Das Bundesverfassungsgericht hat mit seinen Beschlüssen in den genannten Fällen Regelungsanordnungen bis zur Entscheidung über die Verfassungsbeschwerden zur Gewährleistung effektiven Rechtsschutzes gem. Art. 19 Abs. 4 Grundgesetz erlassen, weil die Erfolgsaussichten der gegen eine Rückschiebung nach Griechenland gerichteten Verfassungsbeschwerden nicht von vornherein offensichtlich zu verneinen seien, wenn sie andererseits auch nicht offensichtlich zu bejahen seien. Auch im vorliegenden Fall geht es wie bei den beiden letzten genannten Verfahren vor dem Bundesverfassungsgericht um die Rückschiebung eines afghanischen Asylbewerbers nach Griechenland als dem für die Durchführung des Asylverfahrens nach der Dublin II-Verordnung zuständigen Staat. Auch die Regelungsanordnungen des Bundesverfassungsgerichts setzen sich über das gesetzliche und mit Verfassungsrang versehene Verbot in § 34 Abs. 2 AsylVfG hinweg, dass in Fällen der vorliegenden Art kein einstweiliger Rechtsschutz nach §§ 80 oder 123 VwGO gewährt werden darf. In der Praxis führt die derzeitige Praxis dazu, dass das Bundesamt die Rücküberstellung nach Griechenland im Rahmen der Dublin-II-Verordnung betreibt und das Bundesverfassungsgericht bei ablehnenden Eilrechtsschutzentscheidungen der Verwaltungsgerichte regelmäßig Regelungsanordnungen der zitierten Art trifft, so dass die Rückführungen nicht erfolgen dürfen.

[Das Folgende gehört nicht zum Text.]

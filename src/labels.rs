//! Time labels and visit-duration histograms.
//!
//! Every sample is tagged with two labels: a day class (weekday/weekend)
//! and one of six 4-hour time-of-day buckets. Histograms accumulate visit
//! seconds under both labels, so their keys are drawn from the closed set
//! [`TimeLabel::ALL`].

use std::collections::BTreeMap;
use std::fmt;

use chrono::{DateTime, Datelike, FixedOffset, Offset, Timelike, Utc, Weekday};
use serde::{Deserialize, Serialize};

/// Weekday or weekend.
#[derive(Debug, Clone, Copy, PartialEq, Eq, Hash, PartialOrd, Ord, Serialize, Deserialize)]
#[serde(rename_all = "snake_case")]
pub enum DayClass {
    Weekday,
    Weekend,
}

/// Time-of-day bucket, 4 hours each.
#[derive(Debug, Clone, Copy, PartialEq, Eq, Hash, PartialOrd, Ord, Serialize, Deserialize)]
#[serde(rename_all = "snake_case")]
pub enum TimeOfDay {
    /// 00:00 - 04:00
    Night,
    /// 04:00 - 08:00
    EarlyMorning,
    /// 08:00 - 12:00
    Morning,
    /// 12:00 - 16:00
    Afternoon,
    /// 16:00 - 20:00
    Evening,
    /// 20:00 - 24:00
    LateEvening,
}

impl TimeOfDay {
    /// Bucket for an hour of the day (0-23).
    pub fn from_hour(hour: u32) -> Self {
        match hour {
            0..=3 => TimeOfDay::Night,
            4..=7 => TimeOfDay::EarlyMorning,
            8..=11 => TimeOfDay::Morning,
            12..=15 => TimeOfDay::Afternoon,
            16..=19 => TimeOfDay::Evening,
            _ => TimeOfDay::LateEvening,
        }
    }
}

/// Histogram key: either a day class or a time-of-day bucket.
#[derive(Debug, Clone, Copy, PartialEq, Eq, Hash, PartialOrd, Ord, Serialize, Deserialize)]
#[serde(rename_all = "snake_case")]
pub enum TimeLabel {
    Weekday,
    Weekend,
    Night,
    EarlyMorning,
    Morning,
    Afternoon,
    Evening,
    LateEvening,
}

impl TimeLabel {
    /// Every label, in persisted column order.
    pub const ALL: [TimeLabel; 8] = [
        TimeLabel::Weekday,
        TimeLabel::Weekend,
        TimeLabel::Night,
        TimeLabel::EarlyMorning,
        TimeLabel::Morning,
        TimeLabel::Afternoon,
        TimeLabel::Evening,
        TimeLabel::LateEvening,
    ];

    /// Column name used when persisting histograms.
    pub fn column_name(self) -> &'static str {
        match self {
            TimeLabel::Weekday => "weekday",
            TimeLabel::Weekend => "weekend",
            TimeLabel::Night => "night",
            TimeLabel::EarlyMorning => "early_morning",
            TimeLabel::Morning => "morning",
            TimeLabel::Afternoon => "afternoon",
            TimeLabel::Evening => "evening",
            TimeLabel::LateEvening => "late_evening",
        }
    }
}

impl fmt::Display for TimeLabel {
    fn fmt(&self, f: &mut fmt::Formatter<'_>) -> fmt::Result {
        f.write_str(self.column_name())
    }
}

impl From<DayClass> for TimeLabel {
    fn from(day: DayClass) -> Self {
        match day {
            DayClass::Weekday => TimeLabel::Weekday,
            DayClass::Weekend => TimeLabel::Weekend,
        }
    }
}

impl From<TimeOfDay> for TimeLabel {
    fn from(time: TimeOfDay) -> Self {
        match time {
            TimeOfDay::Night => TimeLabel::Night,
            TimeOfDay::EarlyMorning => TimeLabel::EarlyMorning,
            TimeOfDay::Morning => TimeLabel::Morning,
            TimeOfDay::Afternoon => TimeLabel::Afternoon,
            TimeOfDay::Evening => TimeLabel::Evening,
            TimeOfDay::LateEvening => TimeLabel::LateEvening,
        }
    }
}

/// The label pair attached to one timestamp.
#[derive(Debug, Clone, Copy, PartialEq, Eq, Serialize, Deserialize)]
pub struct TimeLabels {
    pub day: DayClass,
    pub time: TimeOfDay,
}

impl TimeLabels {
    pub fn new(day: DayClass, time: TimeOfDay) -> Self {
        Self { day, time }
    }
}

/// Maps a timestamp to its label pair.
///
/// The engine only needs the pair; where the day boundary falls (time zone,
/// locale) is up to the implementation.
pub trait TimeLabeler: Send + Sync {
    fn labels(&self, timestamp: i64) -> TimeLabels;
}

/// Labels timestamps in a fixed offset from UTC.
#[derive(Debug, Clone, Copy)]
pub struct UtcOffsetLabeler {
    offset: FixedOffset,
}

impl UtcOffsetLabeler {
    /// Labeler for the given offset in seconds east of UTC.
    ///
    /// Returns `None` if the offset is not within +/- 24 hours.
    pub fn new(offset_secs: i32) -> Option<Self> {
        FixedOffset::east_opt(offset_secs).map(|offset| Self { offset })
    }

    pub fn utc() -> Self {
        Self {
            offset: Utc.fix(),
        }
    }
}

impl Default for UtcOffsetLabeler {
    fn default() -> Self {
        Self::utc()
    }
}

impl TimeLabeler for UtcOffsetLabeler {
    fn labels(&self, timestamp: i64) -> TimeLabels {
        let utc = DateTime::from_timestamp(timestamp, 0).unwrap_or_else(|| {
            log::debug!("[PlaceEngine] Timestamp {} out of range, labelling as epoch", timestamp);
            DateTime::<Utc>::default()
        });
        let local = utc.with_timezone(&self.offset);

        let day = match local.weekday() {
            Weekday::Sat | Weekday::Sun => DayClass::Weekend,
            _ => DayClass::Weekday,
        };

        TimeLabels::new(day, TimeOfDay::from_hour(local.hour()))
    }
}

/// `seconds * 95 / 100`, truncated, without overflowing on large inputs.
pub(crate) fn decayed(seconds: u64) -> u64 {
    seconds / 100 * 95 + seconds % 100 * 95 / 100
}

/// Accumulated visit seconds per time label.
#[derive(Debug, Clone, Default, PartialEq, Eq, Serialize, Deserialize)]
#[serde(transparent)]
pub struct Histogram {
    bins: BTreeMap<TimeLabel, u64>,
}

impl Histogram {
    pub fn new() -> Self {
        Self::default()
    }

    /// Add `seconds` under a single label, saturating at `u64::MAX`.
    pub fn add(&mut self, label: TimeLabel, seconds: u64) {
        let bin = self.bins.entry(label).or_insert(0);
        *bin = bin.saturating_add(seconds);
    }

    /// Add `seconds` under both labels of the pair.
    pub fn add_labels(&mut self, labels: TimeLabels, seconds: u64) {
        self.add(labels.day.into(), seconds);
        self.add(labels.time.into(), seconds);
    }

    /// Sum `other` into this histogram, creating missing keys.
    pub fn merge(&mut self, other: &Histogram) {
        for (&label, &seconds) in &other.bins {
            self.add(label, seconds);
        }
    }

    /// Scale every bin by 95/100 with integer truncation.
    pub fn decay(&mut self) {
        for seconds in self.bins.values_mut() {
            *seconds = decayed(*seconds);
        }
    }

    /// Seconds recorded under a label (0 when absent).
    pub fn get(&self, label: TimeLabel) -> u64 {
        self.bins.get(&label).copied().unwrap_or(0)
    }

    /// Total visit time. Every sample lands in exactly one day bin, so
    /// this is the sum of the weekday and weekend bins.
    pub fn total(&self) -> u64 {
        self.get(TimeLabel::Weekday) + self.get(TimeLabel::Weekend)
    }

    pub fn contains(&self, label: TimeLabel) -> bool {
        self.bins.contains_key(&label)
    }

    pub fn iter(&self) -> impl Iterator<Item = (TimeLabel, u64)> + '_ {
        self.bins.iter().map(|(&label, &seconds)| (label, seconds))
    }

    pub fn is_empty(&self) -> bool {
        self.bins.is_empty()
    }

    pub fn len(&self) -> usize {
        self.bins.len()
    }

    pub fn clear(&mut self) {
        self.bins.clear();
    }
}

impl FromIterator<(TimeLabel, u64)> for Histogram {
    fn from_iter<I: IntoIterator<Item = (TimeLabel, u64)>>(iter: I) -> Self {
        let mut histogram = Histogram::new();
        for (label, seconds) in iter {
            histogram.add(label, seconds);
        }
        histogram
    }
}
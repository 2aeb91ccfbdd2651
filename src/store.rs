//! # Place Store
//!
//! Named places are persisted as flat string rows: `id`, `longitude`,
//! `latitude`, `duration`, plus one column per [`TimeLabel`]. A histogram
//! label with no recorded time is left out of the row entirely, so the
//! key set survives a round trip unchanged.
//!
//! Floats are written with Rust's shortest round-trip formatting, so the
//! text adds no loss on top of the unit-vector -> lat/lng conversion.

use std::collections::BTreeMap;

use crate::centroid::GeoCentroid;
use crate::error::{OptionExt, PlaceError, Result};
use crate::labels::{Histogram, TimeLabel};
use crate::PlaceId;

#[cfg(feature = "persistence")]
pub mod sqlite;

/// One persisted place, column name -> string value.
pub type Row = BTreeMap<String, String>;

pub const COL_ID: &str = "id";
pub const COL_LONGITUDE: &str = "longitude";
pub const COL_LATITUDE: &str = "latitude";
pub const COL_DURATION: &str = "duration";

/// Every column of the place table, in schema order.
pub fn columns() -> impl Iterator<Item = &'static str> {
    [COL_ID, COL_LONGITUDE, COL_LATITUDE, COL_DURATION]
        .into_iter()
        .chain(TimeLabel::ALL.into_iter().map(TimeLabel::column_name))
}

/// Durable table of named places.
///
/// All values are strings; the engine does its own encoding.
pub trait RowStore: Send {
    /// Append a row. Returns whether a row was written.
    fn add_row(&mut self, row: Row) -> Result<bool>;

    /// Every stored row.
    fn all_rows(&self) -> Result<Vec<Row>>;

    /// Delete every row, returning how many were removed.
    fn clear(&mut self) -> Result<usize>;

    /// Replace the whole table with `rows`.
    ///
    /// Stores that can do this atomically should override it.
    fn replace_all(&mut self, rows: Vec<Row>) -> Result<usize> {
        self.clear()?;
        let mut written = 0;
        for row in rows {
            if self.add_row(row)? {
                written += 1;
            }
        }
        Ok(written)
    }
}

/// In-memory row store, for tests and ephemeral engines.
#[derive(Debug, Clone, Default)]
pub struct MemoryRowStore {
    rows: Vec<Row>,
}

impl MemoryRowStore {
    pub fn new() -> Self {
        Self::default()
    }

    pub fn with_rows(rows: Vec<Row>) -> Self {
        Self { rows }
    }

    pub fn len(&self) -> usize {
        self.rows.len()
    }

    pub fn is_empty(&self) -> bool {
        self.rows.is_empty()
    }
}

impl RowStore for MemoryRowStore {
    fn add_row(&mut self, row: Row) -> Result<bool> {
        self.rows.push(row);
        Ok(true)
    }

    fn all_rows(&self) -> Result<Vec<Row>> {
        Ok(self.rows.clone())
    }

    fn clear(&mut self) -> Result<usize> {
        let removed = self.rows.len();
        self.rows.clear();
        Ok(removed)
    }
}

// ============================================================================
// Row Encoding
// ============================================================================

/// Encode a named place as a row. Returns `None` for unpromoted centroids.
pub fn encode_place(centroid: &GeoCentroid) -> Option<Row> {
    let id = centroid.place_id()?;

    let mut row = Row::new();
    row.insert(COL_ID.to_string(), id.to_string());
    row.insert(COL_LONGITUDE.to_string(), centroid.longitude().to_string());
    row.insert(COL_LATITUDE.to_string(), centroid.latitude().to_string());
    row.insert(COL_DURATION.to_string(), centroid.duration().to_string());
    for (label, seconds) in centroid.histogram().iter() {
        row.insert(label.column_name().to_string(), seconds.to_string());
    }
    Some(row)
}

/// Decode a row back into a named place.
pub fn decode_place(row: &Row) -> Result<GeoCentroid> {
    let id: PlaceId = row.get(COL_ID).ok_or_missing_column(COL_ID)?.parse()?;
    let longitude: f64 = parse_column(row, COL_LONGITUDE)?;
    let latitude: f64 = parse_column(row, COL_LATITUDE)?;
    let duration: u64 = parse_column(row, COL_DURATION)?;

    if !longitude.is_finite() || !latitude.is_finite() {
        return Err(PlaceError::MalformedRow {
            column: COL_LATITUDE.to_string(),
            message: format!("non-finite position ({}, {})", latitude, longitude),
        });
    }

    let mut histogram = Histogram::new();
    for label in TimeLabel::ALL {
        if row.contains_key(label.column_name()) {
            histogram.add(label, parse_column(row, label.column_name())?);
        }
    }

    Ok(GeoCentroid::from_persisted(
        id, longitude, latitude, duration, histogram,
    ))
}

fn parse_column<T>(row: &Row, column: &str) -> Result<T>
where
    T: std::str::FromStr,
    T::Err: std::fmt::Display,
{
    let raw = row.get(column).ok_or_missing_column(column)?;
    raw.trim().parse().map_err(|e: T::Err| PlaceError::MalformedRow {
        column: column.to_string(),
        message: format!("'{}': {}", raw, e),
    })
}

Da es vornehmliche Aufgabe der erstinstanzlichen Verwaltungsgerichte ist, den nötigen Rechtsschutz zu gewähren, um die Anrufung des Bundesverfassungsgerichts entbehrlich zu machen, ist die aus dem Tenor ersichtliche Regelungsanordnung zu treffen (vgl. VG Bremen, Beschluss vom 11. August 2010 - 2 V 930/10.A -, juris).
Die Abschiebung des Antragstellers nach Griechenland wird nicht bis zur Entscheidung einer Klage in einem evtl. Hauptsacheverfahren ausgesetzt – das würde Art. 19 Abs. 2 Satz 4 Dublin-II-VO, wonach ein Rechtsbehelf gegen Überstellungsentscheidungen grundsätzlich keine aufschiebende Wirkung hat, widersprechen – und die Entscheidung über die Frage einer Rückschiebung nach Griechenland wird erst Recht nicht in der Sache endgültig vorweggenommen.
Die Kostenfolge beruht auf §§ 155 Abs. 1 Satz 3 VwGO, 83 b AsylVfG.
Dieser Beschluss ist unanfechtbar (§ 80 AsylVfG).